## What the task requires
Where a line of the entries holds the string "bool", copy that line.

## Exercise materials
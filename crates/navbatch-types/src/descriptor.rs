use std::fmt;

use serde::{Deserialize, Serialize};

use crate::error::Result;
use crate::location::{UrlObject, UrlTarget};

/// The two navigation kinds.
#[derive(Clone, Copy, Debug, PartialEq, Eq, Hash, Serialize, Deserialize)]
#[serde(rename_all = "snake_case")]
pub enum NavigationKind {
    /// Add a new history entry.
    Push,
    /// Overwrite the current history entry.
    Replace,
}

impl fmt::Display for NavigationKind {
    fn fmt(&self, f: &mut fmt::Formatter<'_>) -> fmt::Result {
        match self {
            Self::Push => f.write_str("push"),
            Self::Replace => f.write_str("replace"),
        }
    }
}

/// Options passed through verbatim to the navigator.
#[derive(Clone, Debug, Default, PartialEq, Eq, Hash, Serialize, Deserialize)]
pub struct NavigationOptions {
    #[serde(default, skip_serializing_if = "Option::is_none")]
    pub scroll: Option<bool>,
    #[serde(default, skip_serializing_if = "Option::is_none")]
    pub shallow: Option<bool>,
    #[serde(default, skip_serializing_if = "Option::is_none")]
    pub locale: Option<String>,
}

impl NavigationOptions {
    pub fn scroll(mut self, scroll: bool) -> Self {
        self.scroll = Some(scroll);
        self
    }

    pub fn shallow(mut self, shallow: bool) -> Self {
        self.shallow = Some(shallow);
        self
    }

    pub fn locale(mut self, locale: impl Into<String>) -> Self {
        self.locale = Some(locale.into());
        self
    }
}

/// One queued `push` or `replace` call.
///
/// Fields are only readable once constructed; a descriptor in a queue is
/// never modified.
#[derive(Clone, Debug)]
pub struct MutationDescriptor {
    kind: NavigationKind,
    url: UrlObject,
    as_url: Option<UrlObject>,
    options: Option<NavigationOptions>,
}

impl MutationDescriptor {
    /// Validate consumer input and build a descriptor.
    ///
    /// Fails with [`crate::TypeError::InvalidDescriptor`] when `url` or `as`
    /// is a path string.
    pub fn new(
        kind: NavigationKind,
        url: UrlTarget,
        as_url: Option<UrlTarget>,
        options: Option<NavigationOptions>,
    ) -> Result<Self> {
        let url = url.into_object("url")?;
        let as_url = as_url.map(|target| target.into_object("as")).transpose()?;
        Ok(Self {
            kind,
            url,
            as_url,
            options,
        })
    }

    /// Shorthand for a validated `push` with only a `url` object.
    pub fn push(url: UrlObject) -> Self {
        Self {
            kind: NavigationKind::Push,
            url,
            as_url: None,
            options: None,
        }
    }

    /// Shorthand for a validated `replace` with only a `url` object.
    pub fn replace(url: UrlObject) -> Self {
        Self {
            kind: NavigationKind::Replace,
            url,
            as_url: None,
            options: None,
        }
    }

    pub fn kind(&self) -> NavigationKind {
        self.kind
    }

    pub fn url(&self) -> &UrlObject {
        &self.url
    }

    /// The masked (`as`) object, if one was given.
    pub fn as_url(&self) -> Option<&UrlObject> {
        self.as_url.as_ref()
    }

    /// The object folded into the masked URL: `as` when given, else `url`.
    pub fn effective_as(&self) -> &UrlObject {
        self.as_url.as_ref().unwrap_or(&self.url)
    }

    pub fn options(&self) -> Option<&NavigationOptions> {
        self.options.as_ref()
    }
}

#[cfg(test)]
mod tests {
    use super::*;
    use crate::error::TypeError;

    #[test]
    fn new_accepts_objects() {
        let desc = MutationDescriptor::new(
            NavigationKind::Replace,
            UrlObject::new().set("a", 1).into(),
            Some(UrlObject::new().with_hash("x").into()),
            Some(NavigationOptions::default().shallow(true)),
        )
        .unwrap();
        assert_eq!(desc.kind(), NavigationKind::Replace);
        assert!(desc.as_url().is_some());
        assert_eq!(desc.options().and_then(|o| o.shallow), Some(true));
    }

    #[test]
    fn new_rejects_path_url() {
        let err = MutationDescriptor::new(NavigationKind::Push, "/a?b=1".into(), None, None)
            .unwrap_err();
        assert!(matches!(
            err,
            TypeError::InvalidDescriptor { argument: "url", .. }
        ));
    }

    #[test]
    fn new_rejects_path_as() {
        let err = MutationDescriptor::new(
            NavigationKind::Push,
            UrlObject::new().into(),
            Some("/masked".into()),
            None,
        )
        .unwrap_err();
        assert!(matches!(
            err,
            TypeError::InvalidDescriptor { argument: "as", .. }
        ));
    }

    #[test]
    fn effective_as_falls_back_to_url() {
        let desc = MutationDescriptor::push(UrlObject::new().with_hash("u"));
        assert!(desc.as_url().is_none());
        assert_eq!(desc.effective_as().hash, crate::HashDelta::Set("u".into()));
    }

    #[test]
    fn kind_display() {
        assert_eq!(NavigationKind::Push.to_string(), "push");
        assert_eq!(NavigationKind::Replace.to_string(), "replace");
    }

    #[test]
    fn options_serde_skips_unset() {
        let json = serde_json::to_string(&NavigationOptions::default().scroll(false)).unwrap();
        assert_eq!(json, r#"{"scroll":false}"#);
    }
}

## Written solution
    pub scroll: Option<bool>,
    pub shallow: Option<bool>,
    pub fn scroll(mut self, scroll: bool) -> Self {
    pub fn shallow(mut self, shallow: bool) -> Self {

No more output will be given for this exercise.